Sarah PAC spent another $8,000 on colorful bookmarks designed by a Nashville-based event branding firm. And her committee paid her publisher $20,000 for what appears to have been the cost of sending her personal photographer and another aide along on her book tour.

He’s going to demand the abolition of the DoD Inspector General, denouncing their work as ‘the hand of Al Qaeda in our own government, working tirelessly to weaken our armed forces and our resolve to kill terrorists everywhere – all billion of them.’

@Dave H: I’d love to see unmanned drones flying search-and-rescue missions, and I’d love to see them dumping water on wildfires. Those sound like excellent places to not have to send live pilots — both missions are very dangerous and kill pilots every year. I can also think of a half-dozen scientific missions off the top of my head that would benefit from sending out a drone vs. a real pilot — most of which probably aren’t flown right now because of danger or expense reasons.

That’s just a list of things I thought of in about 20 seconds. Imagine what kind of peaceful uses could be thought of by people actually dedicating some thought to it. It makes sense to have a system in place to deal with the likelihood of this happening in the future. Just because they’re used to spy and kill by the military doesn’t limit them to those missions here.

@IanJ: My thoughts exactly, but we’re thinking about are flights over low population density rural areas that are already OK under the rules. What they are talking about in the Dave H article is putting drones over cities, most likely for law enforcement/”national security” purposes.

BTW, who is more badass than the CIA? The DEA.

@redmanlaw: Seen “Hurt Locker”? Those are some badass guys.

@Dodgerblue: Wasn’t at Video Weirdness when I went last week, so I got “Moon” and “W”. It’s on my list.

@TJ/ Jamie Sommers /TJ, RML: To be fair, however, both NM CD 1 and CD 2 were in the hands of the ReThugz until Hope swept across the nation. Plus that, the odious former Sen. “Saint Pete” Domenici, so called for his ability to get the federal dollars flowing with his blessing, brought loads of caish this way, making NM one of those states that gets more than it pays in taxes. The dee-fense projects were therefore in place when the Dems took over in NM CD 1 and 2 (we made NM CD 3 safe for freshman Sen Tom Udall for years when he was in the House, so he could be anti-war, pro-choice, pro-labor all he/we wanted).

@Dodgerblue:
hurt locker is great.

check out MR Brown

Scott Brown Cosmo Man Anatomically Correct for ADULTS only.

Link

Kahleefornya TJ: GOP Gubernatorial candidate Steve Poizner asks Dem Gubernatorial candidate Moonbeam to investigate threats and enticements from Meg Whitman’s campaign to get out of the race.
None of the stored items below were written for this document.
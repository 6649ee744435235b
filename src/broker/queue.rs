//! Per-topic delivery queue.
//!
//! Notifications wait in a backlog until a subscriber loop takes them. The
//! backlog is unbounded unless a limit is configured. All subscriber loops of
//! a topic share the single receiver behind an async mutex, so each
//! notification is handed to exactly one of them (competing consumers, not
//! fan-out). Tokio's mutex is fair, so waiting subscribers are served in the
//! order they started waiting.

use std::sync::Arc;
use std::sync::atomic::{AtomicUsize, Ordering};

use tokio::sync::{Mutex, mpsc};

use crate::broker::message::Notification;

#[derive(Debug)]
pub struct DeliveryQueue {
    tx: mpsc::UnboundedSender<Notification>,
    rx: Mutex<mpsc::UnboundedReceiver<Notification>>,
    pending: AtomicUsize,
    limit: Option<usize>,
    attached: Arc<AtomicUsize>,
}

/// A reserved backlog slot. Dropping it without sending releases the slot.
pub struct DeliverySlot<'a> {
    queue: &'a DeliveryQueue,
    sent: bool,
}

impl DeliverySlot<'_> {
    pub fn send(mut self, notification: Notification) {
        // The receiver lives as long as the queue, so this only fails while
        // the queue itself is being torn down.
        self.sent = self.queue.tx.send(notification).is_ok();
    }
}

impl Drop for DeliverySlot<'_> {
    fn drop(&mut self) {
        if !self.sent {
            self.queue.pending.fetch_sub(1, Ordering::SeqCst);
        }
    }
}

/// Keeps a subscriber loop counted as attached for as long as it lives.
#[derive(Debug)]
pub struct AttachGuard {
    attached: Arc<AtomicUsize>,
}

impl Drop for AttachGuard {
    fn drop(&mut self) {
        self.attached.fetch_sub(1, Ordering::SeqCst);
    }
}

impl DeliveryQueue {
    /// Creates a queue holding at most `limit` undelivered notifications.
    /// A limit of zero means unbounded.
    pub fn new(limit: usize) -> Self {
        let (tx, rx) = mpsc::unbounded_channel();
        Self {
            tx,
            rx: Mutex::new(rx),
            pending: AtomicUsize::new(0),
            limit: (limit > 0).then_some(limit),
            attached: Arc::new(AtomicUsize::new(0)),
        }
    }

    /// Reserves room for one notification without waiting. Returns `None`
    /// only when a limit is set and the backlog is full.
    pub fn reserve(&self) -> Option<DeliverySlot<'_>> {
        let limit = self.limit.unwrap_or(usize::MAX);
        self.pending
            .fetch_update(Ordering::SeqCst, Ordering::SeqCst, |n| {
                (n < limit).then_some(n + 1)
            })
            .ok()
            .map(|_| DeliverySlot {
                queue: self,
                sent: false,
            })
    }

    /// Waits until a notification is available and takes it.
    ///
    /// Cancel-safe: dropping the future before it resolves loses nothing.
    pub async fn take(&self) -> Option<Notification> {
        let mut rx = self.rx.lock().await;
        let next = rx.recv().await;
        if next.is_some() {
            self.pending.fetch_sub(1, Ordering::SeqCst);
        }
        next
    }

    pub fn attach(&self) -> AttachGuard {
        self.attached.fetch_add(1, Ordering::SeqCst);
        AttachGuard {
            attached: self.attached.clone(),
        }
    }

    /// Number of subscriber loops currently attached.
    pub fn subscribers(&self) -> usize {
        self.attached.load(Ordering::SeqCst)
    }

    /// Notifications published but not yet taken by a subscriber.
    pub fn pending(&self) -> usize {
        self.pending.load(Ordering::SeqCst)
    }

    /// The configured backlog limit, `None` when unbounded.
    pub fn limit(&self) -> Option<usize> {
        self.limit
    }
}
//! # topicq
//!
//! `topicq` is a minimal, in-memory message broker built with Rust.
//! Producers publish string payloads to named topics over HTTP; consumers
//! attach over a websocket and receive payloads one at a time.
//!
//! ## Core Modules
//!
//! The library is structured into several modules, each with a distinct responsibility:
//!
//! - `broker`: The central component: topic registry, delivery queues, and the publish and
//!   subscribe paths.
//! - `client`: An HTTP/websocket client with an optional dead-letter relay.
//! - `config`: Handles loading and managing configuration.
//! - `persistence`: The per-topic message store (in-memory).
//! - `transport`: The HTTP routes, websocket subscribe endpoint and server bootstrap.
//! - `utils`: Shared utilities, such as error types and logging.
//!
//! Delivery is at-most-once and competing: each message goes to exactly one
//! attached subscriber, and is removed from the store as it is handed out.

pub mod broker;
pub mod client;
pub mod config;
pub mod persistence;
pub mod transport;
pub mod utils;
//! Events that can occur in a session

use crate::conversation::Topic;

/// Events that trigger state transitions.
///
/// Message ids are minted by the caller so the transition stays pure.
#[derive(Debug, Clone)]
pub enum Event {
    /// User clicked an option or submitted the input form
    SubmitTurn {
        text: String,
        topic: Topic,
        /// Submitted from the welcome view: reseed the transcript with the greeting
        first_turn: bool,
        message_id: String,
    },

    /// Resolver finished the reply for `turn_id`
    ReplyReady {
        turn_id: String,
        text: String,
        message_id: String,
    },

    /// Watchdog armed for `epoch` expired
    InactivityTimeout { epoch: u64, message_id: String },

    /// Drop all conversation state (reload)
    Reset,
}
FBI, US Attorney’s Office, and California Secretary of State also asked to investigate.

ADD: LAT sez Whitman’s campaign laughed at the allegations but had no comment

@Tommmcatt Say Relax: You owe me a glass of wine.

Wonder what sort of threats, if any, Meg made to Tom C to switch to the Senate primary. Did you see that he’s leading Carly and the neanderthal from the O.C.? He’s got more support than Carly among likely women voters, too. Boxer should be nervous – she’ll lose to a moderate like him; her best hope for reelection is the wackadoodle teabagger.

@SanFranLefty:

Here’s hoping bitter, revealing internecine hilarity ensues.
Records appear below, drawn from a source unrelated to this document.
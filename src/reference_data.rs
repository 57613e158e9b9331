//! Static engine-maintenance reference dataset
//!
//! Loaded once at startup and passed through opaquely as grounding context
//! for open-ended questions. The bundled copy can be replaced with a file.

use std::path::{Path, PathBuf};
use thiserror::Error;

const BUNDLED: &str = include_str!("../data/engine_maintenance.json");

#[derive(Debug, Error)]
pub enum ReferenceDataError {
    #[error("failed to read reference data from {path}: {source}")]
    Io {
        path: PathBuf,
        #[source]
        source: std::io::Error,
    },
    #[error("reference data is not valid JSON: {0}")]
    Parse(#[from] serde_json::Error),
}

/// Immutable reference dataset, rendered once for prompt inclusion
#[derive(Debug, Clone)]
pub struct ReferenceData {
    rendered: String,
}

impl ReferenceData {
    /// The dataset compiled into the binary
    pub fn bundled() -> Result<Self, ReferenceDataError> {
        Self::from_json(BUNDLED)
    }

    pub fn load(path: &Path) -> Result<Self, ReferenceDataError> {
        let text = std::fs::read_to_string(path).map_err(|source| ReferenceDataError::Io {
            path: path.to_path_buf(),
            source,
        })?;
        Self::from_json(&text)
    }

    /// Validate the JSON and normalize it into a compact prompt string
    pub fn from_json(text: &str) -> Result<Self, ReferenceDataError> {
        let value: serde_json::Value = serde_json::from_str(text)?;
        Ok(Self {
            rendered: value.to_string(),
        })
    }

    pub fn as_prompt_text(&self) -> &str {
        &self.rendered
    }
}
Geek Alert! Hey, I’m rewriting code today.

Tribal code provisions relating to criminal matters . . .

@Capt Howdy:

God forbid they remake that movie – they’d probably decide that since there are Muppets around, it should be a kid’s movie. Ruin the entire fucking thing.

@redmanlaw:
no tieing people over a fire ant hill now.

@Capt Howdy: Tying trespassing miners to wagon wheels and rolling them down cactus covered hills Geronimo-style remains in the “Penalties” section, however.

@redmanlaw: Yeah, that could incentivize a guy not to trespass again.